The production of this new guide required substantial coordination between both federal agencies and offers an example of how combined expertise can result in better compliance guidance. Using sample tasks and exposures specific to marine oil spill response, the guide describes the different levels of training for emergency responders and post-emergency response cleanup workers. It provides a training flowchart and table of training requirements and training topics. It also offers an oil spill scenario that describes the HAZWOPER training required for the tasks described in the scenario.
The publication and distribution of this guide is expected to make HAZWOPER emergency response training requirements clear to this particular industry segment. Together with USCG, OSHA anticipates that improved training information can increase worker safety in marine oil spill response.

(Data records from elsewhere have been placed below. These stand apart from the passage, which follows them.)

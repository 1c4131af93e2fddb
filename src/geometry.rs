//! # Image and block grid geometry
//!
//! The leaked signal is block granular: every 8x8 pixel block of every color
//! channel produces exactly one block boundary. This module derives the block
//! grid from the image dimensions and holds the channel rollover rule.

use clap::ValueEnum;
use serde::Deserialize;

use crate::error::CaptureError;

/// Edge length of a decode block in source pixels.
pub const BLOCK_SIZE: usize = 8;

/// Order in which the decode routine walks blocks across color channels.
///
/// The rule depends on the traversal of the observed decoder and cannot be
/// inferred from the leakage itself, so it is fixed per run.
#[derive(Debug, Clone, Copy, PartialEq, Eq, Default, Deserialize, ValueEnum)]
#[serde(rename_all = "kebab-case")]
pub enum ChannelOrder {
    /// Channel advances after every block
    #[default]
    RowInterleaved,
    /// Each channel decodes one full row of blocks before the next channel
    RowSequential,
    /// Each channel is fully decoded before the next one starts
    OnePass,
}

/// Block grid of one channel.
#[derive(Debug, Clone, Copy, PartialEq, Eq)]
pub struct BlockGrid {
    pub blocks_wide: usize,
    pub blocks_tall: usize,
}

impl BlockGrid {
    /// Grid covering `width` x `height` pixels, partial blocks rounded up
    pub fn for_image(width: usize, height: usize) -> Self {
        Self {
            blocks_wide: width.div_ceil(BLOCK_SIZE),
            blocks_tall: height.div_ceil(BLOCK_SIZE),
        }
    }

    /// Number of blocks per channel
    pub fn block_count(&self) -> usize {
        self.blocks_wide * self.blocks_tall
    }
}

/// Dimensions and channel layout of the image under decode.
#[derive(Debug, Clone, Copy, PartialEq, Eq)]
pub struct Geometry {
    pub width: usize,
    pub height: usize,
    pub channels: usize,
    pub order: ChannelOrder,
}

impl Geometry {
    /// Creates a validated geometry.
    ///
    /// # Arguments
    ///
    /// * `width` - Image width in pixels.
    /// * `height` - Image height in pixels.
    /// * `channels` - Number of color channels, 1 (grayscale) or 3 (color).
    /// * `order` - Channel rollover rule of the observed decoder.
    ///
    /// # Returns
    ///
    /// * `Ok(Geometry)` - Dimensions are non-zero, the channel count is supported
    ///   and the pixel output fits into a single allocation.
    /// * `Err(CaptureError::Config)` - Otherwise.
    pub fn new(
        width: usize,
        height: usize,
        channels: usize,
        order: ChannelOrder,
    ) -> Result<Self, CaptureError> {
        if width == 0 || height == 0 {
            return Err(CaptureError::Config(format!(
                "image dimensions must be non-zero, got {width}x{height}"
            )));
        }
        if channels != 1 && channels != 3 {
            return Err(CaptureError::Config(format!(
                "unsupported channel count {channels}, expected 1 or 3"
            )));
        }
        pixel_bytes(width, height, channels).ok_or_else(|| {
            CaptureError::Config(format!(
                "{width}x{height} image with {channels} channel(s) exceeds the addressable output size"
            ))
        })?;
        Ok(Self {
            width,
            height,
            channels,
            order,
        })
    }

    pub fn grid(&self) -> BlockGrid {
        BlockGrid::for_image(self.width, self.height)
    }

    /// Total number of block boundaries a complete decode delivers
    pub fn total_blocks(&self) -> usize {
        self.channels * self.grid().block_count()
    }

    /// Size of the decoder's pixel output in bytes
    pub fn output_size(&self) -> usize {
        pixel_bytes(self.width, self.height, self.channels).unwrap_or(usize::MAX)
    }

    pub fn is_color(&self) -> bool {
        self.channels > 1
    }
}

/// `width * height * channels`, limited to what a single allocation can hold
pub(crate) fn pixel_bytes(width: usize, height: usize, channels: usize) -> Option<usize> {
    width
        .checked_mul(height)?
        .checked_mul(channels)
        .filter(|&bytes| bytes <= isize::MAX as usize)
}

#[cfg(test)]
mod tests {
    use super::*;

    #[test]
    fn grid_rounds_partial_blocks_up() {
        let grid = BlockGrid::for_image(227, 149);
        assert_eq!(grid.blocks_wide, 29);
        assert_eq!(grid.blocks_tall, 19);
        assert_eq!(grid.block_count(), 551);

        let grid = BlockGrid::for_image(16, 16);
        assert_eq!((grid.blocks_wide, grid.blocks_tall), (2, 2));

        let grid = BlockGrid::for_image(1, 9);
        assert_eq!((grid.blocks_wide, grid.blocks_tall), (1, 2));
    }

    #[test]
    fn geometry_validation() {
        assert!(Geometry::new(0, 8, 1, ChannelOrder::OnePass).is_err());
        assert!(Geometry::new(8, 8, 2, ChannelOrder::OnePass).is_err());

        let geometry = Geometry::new(16, 16, 3, ChannelOrder::RowInterleaved).unwrap();
        assert_eq!(geometry.total_blocks(), 12);
        assert_eq!(geometry.output_size(), 768);
        assert!(geometry.is_color());
    }

    #[test]
    fn oversized_geometry_rejected() {
        for (width, height, channels) in [
            (usize::MAX / 2, 3, 1),
            (usize::MAX, usize::MAX, 1),
            (1usize << 31, 1usize << 31, 3),
        ] {
            assert!(matches!(
                Geometry::new(width, height, channels, ChannelOrder::OnePass),
                Err(CaptureError::Config(_))
            ));
        }

        let geometry = Geometry::new(1usize << 20, 1usize << 20, 3, ChannelOrder::OnePass).unwrap();
        assert_eq!(geometry.output_size(), 3usize << 40);
    }
}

UTILIZATION OF SAFETY AND HEALTH FIELD ASSESSMENTS TO IMPROVE HAZARDOUS WASTE OPERATIONS AND EMERGENCY RESPONSE TRAINING. W. Brazile, Los Alamos National Laboratory, Los Alamos, NM
The Los Alamos National Laboratory (LANL) Environment Safety and Health Training group trains approximately 1000 Hazardous Waste Operations and Emergency Response (HAZWOPER) personnel annually. A large number of these personnel work at LANL Environmental Restoration (ER) and/or Decommissioning Decontamination (D/D) sites.

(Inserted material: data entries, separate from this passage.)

//! # Leakage trace replay
//!
//! A recorded leakage trace stands in for the isolated decoder: the
//! [`TraceReplay`] proxy accepts the trace as its "image" and delivers the
//! recorded signals through the hooks when asked to decompress.
//!
//! Trace text format, whitespace separated tokens, `#` comments to end of line:
//!
//! * `a` - one activity signal
//! * `b` - one block boundary
//! * `<n>` - `n` activity signals followed by one block boundary

use std::fmt;
use std::str::FromStr;

use log::{debug, error, warn};

use crate::geometry::Geometry;
use crate::proxy::{DecodeProxy, LeakageHooks, Status, INVALID_SIZE};

/// Tokens written per line when printing a trace
const TOKENS_PER_LINE: usize = 16;

#[derive(Debug, Clone, Copy, PartialEq, Eq)]
pub enum LeakEvent {
    /// Run of consecutive activity signals
    Activity(u32),
    Boundary,
}

/// Ordered sequence of leakage signals, activity stored run-length encoded.
#[derive(Debug, Clone, Default, PartialEq, Eq)]
pub struct EventTrace {
    events: Vec<LeakEvent>,
}

impl EventTrace {
    /// Parse the textual trace format
    pub fn parse(text: &str) -> Result<Self, String> {
        let mut trace = Self::default();
        for (line_number, line) in text.lines().enumerate() {
            let content = line.split('#').next().unwrap_or("");
            for token in content.split_whitespace() {
                match token {
                    "a" => trace.push(LeakEvent::Activity(1)),
                    "b" => trace.push(LeakEvent::Boundary),
                    _ => {
                        // Block scores are u32, larger counts cannot come from a decoder
                        let count: u32 = token.parse().map_err(|_| {
                            format!("line {}: invalid trace token {:?}", line_number + 1, token)
                        })?;
                        trace.push(LeakEvent::Activity(count));
                        trace.push(LeakEvent::Boundary);
                    }
                }
            }
        }
        Ok(trace)
    }

    /// Trace of consecutive blocks with the given activity counts
    pub fn from_block_counts(counts: impl IntoIterator<Item = u32>) -> Self {
        let mut trace = Self::default();
        for count in counts {
            trace.push(LeakEvent::Activity(count));
            trace.push(LeakEvent::Boundary);
        }
        trace
    }

    /// Append an event, merging adjacent activity runs
    pub fn push(&mut self, event: LeakEvent) {
        if let LeakEvent::Activity(count) = event {
            if count == 0 {
                return;
            }
            if let Some(LeakEvent::Activity(run)) = self.events.last_mut() {
                if let Some(total) = run.checked_add(count) {
                    *run = total;
                    return;
                }
            }
        }
        self.events.push(event);
    }

    pub fn events(&self) -> &[LeakEvent] {
        &self.events
    }

    /// Number of block boundaries in the trace
    pub fn boundaries(&self) -> usize {
        self.events
            .iter()
            .filter(|&&event| event == LeakEvent::Boundary)
            .count()
    }

    /// Number of activity signals in the trace
    pub fn activities(&self) -> u64 {
        self.events
            .iter()
            .map(|event| match event {
                LeakEvent::Activity(count) => u64::from(*count),
                LeakEvent::Boundary => 0,
            })
            .sum()
    }

    /// Deliver every event to `hooks` in recorded order
    pub fn replay(&self, hooks: &mut dyn LeakageHooks) {
        for event in &self.events {
            match *event {
                LeakEvent::Activity(count) => {
                    for _ in 0..count {
                        hooks.on_activity();
                    }
                }
                LeakEvent::Boundary => hooks.on_block_boundary(),
            }
        }
    }
}

impl FromStr for EventTrace {
    type Err = String;

    fn from_str(s: &str) -> Result<Self, Self::Err> {
        Self::parse(s)
    }
}

impl fmt::Display for EventTrace {
    /// Prints each completed block as its activity count, trailing activity as `a`
    fn fmt(&self, f: &mut fmt::Formatter) -> fmt::Result {
        let mut tokens = Vec::new();
        let mut pending = 0u64;
        for event in &self.events {
            match event {
                LeakEvent::Activity(count) => pending += u64::from(*count),
                LeakEvent::Boundary => {
                    tokens.push(pending.to_string());
                    pending = 0;
                }
            }
        }
        tokens.extend(std::iter::repeat("a".to_string()).take(pending as usize));

        for line in tokens.chunks(TOKENS_PER_LINE) {
            writeln!(f, "{}", line.join(" "))?;
        }
        Ok(())
    }
}

/// Decode proxy replaying a recorded leakage trace.
#[derive(Debug)]
pub struct TraceReplay {
    geometry: Geometry,
    trace: Option<EventTrace>,
    max_output_size: usize,
}

impl TraceReplay {
    pub fn new(geometry: Geometry) -> Self {
        Self {
            geometry,
            trace: None,
            max_output_size: 0,
        }
    }

    pub fn is_loaded(&self) -> bool {
        self.trace.is_some()
    }
}

impl DecodeProxy for TraceReplay {
    fn load(&mut self, image: &[u8], max_output_size: usize) -> Result<(), Status> {
        let text = std::str::from_utf8(image).map_err(|err| {
            error!("Leakage trace is not valid UTF-8: {err}");
            Status::INVALID_PARAMETER
        })?;
        let trace = EventTrace::parse(text).map_err(|err| {
            error!("Malformed leakage trace: {err}");
            Status::INVALID_PARAMETER
        })?;

        debug!(
            "Loaded trace with {} activity signals, {} block boundaries",
            trace.activities(),
            trace.boundaries()
        );
        self.trace = Some(trace);
        self.max_output_size = max_output_size;
        Ok(())
    }

    fn decompress(&mut self, hooks: &mut dyn LeakageHooks) -> Result<usize, Status> {
        let Some(trace) = &self.trace else {
            error!("Decompress called without a loaded trace");
            return Err(Status::UNEXPECTED);
        };

        let size = self.geometry.output_size();
        if self.max_output_size < size {
            warn!(
                "Output buffer of {} bytes too small for {} bytes of pixels",
                self.max_output_size, size
            );
            return Ok(INVALID_SIZE);
        }

        trace.replay(hooks);
        Ok(size)
    }

    fn free(&mut self) -> Result<(), Status> {
        self.trace = None;
        self.max_output_size = 0;
        Ok(())
    }
}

Formal health and safety oversight assessments are conducted at ER/D&D HAZWOPER sites by LANL oversight health and safety professionals. The assessments are conducted in compliance with the LANL Health and Safety Oversight Implementation Plan. Under this plan, HAZWOPER site deficiencies and noteworthy practices are documented based on a list of predetermined health and safety criteria from site-specific health and safety documents. The site deficiencies are addressed immediately and corrective actions are developed to prevent injuries, illnesses, or environmental impacts.
The deficiencies are made available to the Environment, Safety, and Health Training group for incorporation into the annual HAZWOPER refresher courses. LANL trainers develop and present these deficiencies in LANL training classes so HAZWOPER workers can prevent repeating the same or similar health and safety deficiencies in the field. By doing this, the annual HAZWOPER refresher courses are made relevant and meaningful to LANL personnel while still addressing the training requirements mandated by OSHA.

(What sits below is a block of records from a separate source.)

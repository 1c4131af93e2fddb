//! # Single-step execution control
//!
//! The controller forces the observed routine to pause after every elementary
//! step. The actual trap delivery is platform specific and abstracted by
//! [`TrapMechanism`]; the controller owns the IDLE/STEPPING state machine on
//! top of it and hands out a [`StepGuard`] which releases stepping on every exit
//! path of the stepped section.

mod trap_flag;

pub use trap_flag::TrapFlag;

use log::{debug, info, warn};

use crate::error::CaptureError;

/// Platform mechanism delivering one trap per executed step.
pub trait TrapMechanism {
    /// Short name used in diagnostics
    fn name(&self) -> &'static str;

    /// Install the trap handler and start trapping the calling thread.
    ///
    /// On error nothing is left armed.
    fn arm(&mut self) -> std::io::Result<()>;

    /// Stop trapping and restore unconstrained execution
    fn disarm(&mut self);

    /// Number of traps delivered since the last `arm`
    fn steps(&self) -> u64;
}

/// Runs the code without trapping.
///
/// Leakage hooks are still delivered, only the step count stays zero.
#[derive(Debug, Default, Clone, Copy)]
pub struct Passive;

impl TrapMechanism for Passive {
    fn name(&self) -> &'static str {
        "passive"
    }

    fn arm(&mut self) -> std::io::Result<()> {
        Ok(())
    }

    fn disarm(&mut self) {}

    fn steps(&self) -> u64 {
        0
    }
}

#[derive(PartialEq, Debug, Clone, Copy, Default)]
pub enum ControllerState {
    #[default]
    Idle,
    Stepping,
}

/// IDLE/STEPPING state machine around a trap mechanism.
#[derive(Debug)]
pub struct StepController<T: TrapMechanism> {
    mechanism: T,
    state: ControllerState,
    last_steps: u64,
}

impl<T: TrapMechanism> StepController<T> {
    pub fn new(mechanism: T) -> Self {
        Self {
            mechanism,
            state: ControllerState::Idle,
            last_steps: 0,
        }
    }

    pub fn state(&self) -> ControllerState {
        self.state
    }

    pub fn mechanism(&self) -> &T {
        &self.mechanism
    }

    /// Steps observed in the current (or last finished) stepping window
    pub fn steps(&self) -> u64 {
        match self.state {
            ControllerState::Stepping => self.mechanism.steps(),
            ControllerState::Idle => self.last_steps,
        }
    }

    /// Arm single-stepping.
    ///
    /// Calling `start` while already stepping is a no-op.
    ///
    /// # Returns
    ///
    /// * `Ok(())` - The controller is STEPPING.
    /// * `Err(CaptureError::Setup)` - The mechanism refused to arm, the
    ///   controller stays IDLE.
    pub fn start(&mut self) -> Result<(), CaptureError> {
        if self.state == ControllerState::Stepping {
            warn!("Single-stepping already armed, ignoring start");
            return Ok(());
        }
        self.mechanism
            .arm()
            .map_err(|source| CaptureError::Setup {
                mechanism: self.mechanism.name(),
                source,
            })?;
        self.state = ControllerState::Stepping;
        debug!("Armed {} single-stepping", self.mechanism.name());
        Ok(())
    }

    /// Disarm single-stepping. Stopping an idle controller does nothing.
    pub fn stop(&mut self) {
        if self.state == ControllerState::Idle {
            return;
        }
        self.mechanism.disarm();
        self.last_steps = self.mechanism.steps();
        self.state = ControllerState::Idle;
        info!("Single-stepping stopped after {} steps", self.last_steps);
    }

    /// Arm stepping for the lifetime of the returned guard
    pub fn step_scope(&mut self) -> Result<StepGuard<'_, T>, CaptureError> {
        self.start()?;
        Ok(StepGuard { controller: self })
    }
}

impl<T: TrapMechanism> Drop for StepController<T> {
    fn drop(&mut self) {
        self.stop();
    }
}

/// Keeps single-stepping armed until dropped, also during unwinding.
pub struct StepGuard<'a, T: TrapMechanism> {
    controller: &'a mut StepController<T>,
}

impl<T: TrapMechanism> StepGuard<'_, T> {
    /// Steps observed so far in this window
    pub fn steps(&self) -> u64 {
        self.controller.steps()
    }
}

impl<T: TrapMechanism> Drop for StepGuard<'_, T> {
    fn drop(&mut self) {
        self.controller.stop();
    }
}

COLLECTION AND ANALYSES OF MYCOTOXINS FROM INDOOR ENVIRONMENTAL SUBSTRATES: POTENTIAL INTERFERENCES AND THE ROLE OF SPIKED SAMPLES. R. Salazar, Salazar & Spaul Environ. Consultants, Inc., Tampa, FL; Y. Hammad, P. Sherblom, University of South Florida, College of Public Health, Department of Environment and Occupational Health, Tampa, FL
Toxigenic fungi are often isolated from indoor environments. Production of mycotoxins by these organisms proliferating indoors is suspected. Mycotoxins, common contaminants of food and feed products, are known to cause serious illness and disease in humans and animals upon ingestion. Exposure to mycotoxins, if produced by organisms growing on indoor environmental substrates, may therefore present similar hazards to occupants in residential and occupational indoor settings.
To characterize suspected exposures to mycotoxins in indoor environments, development of specific and sensitive analytical methods is necessary. Methods published in the agricultural literature and specific to food and feed products are often applied to analyses of mycotoxins from indoor environmental substrates. Methods of mycotoxin extraction and detection specific to agricultural products, however, might not be appropriate for indoor environmental substrates.
In developing an analytical method for detection of mycotoxins from common indoor environmental substrates, this study evaluates analyses of the mycotoxins citrinin and ochratoxin A from ceiling tiles and carpet. Substrate samples spiked with known concentrations of toxin were subsequently analyzed using simple chemical methods. Extraction efficiencies are found to differ; toxin stability is found to influence recoverability.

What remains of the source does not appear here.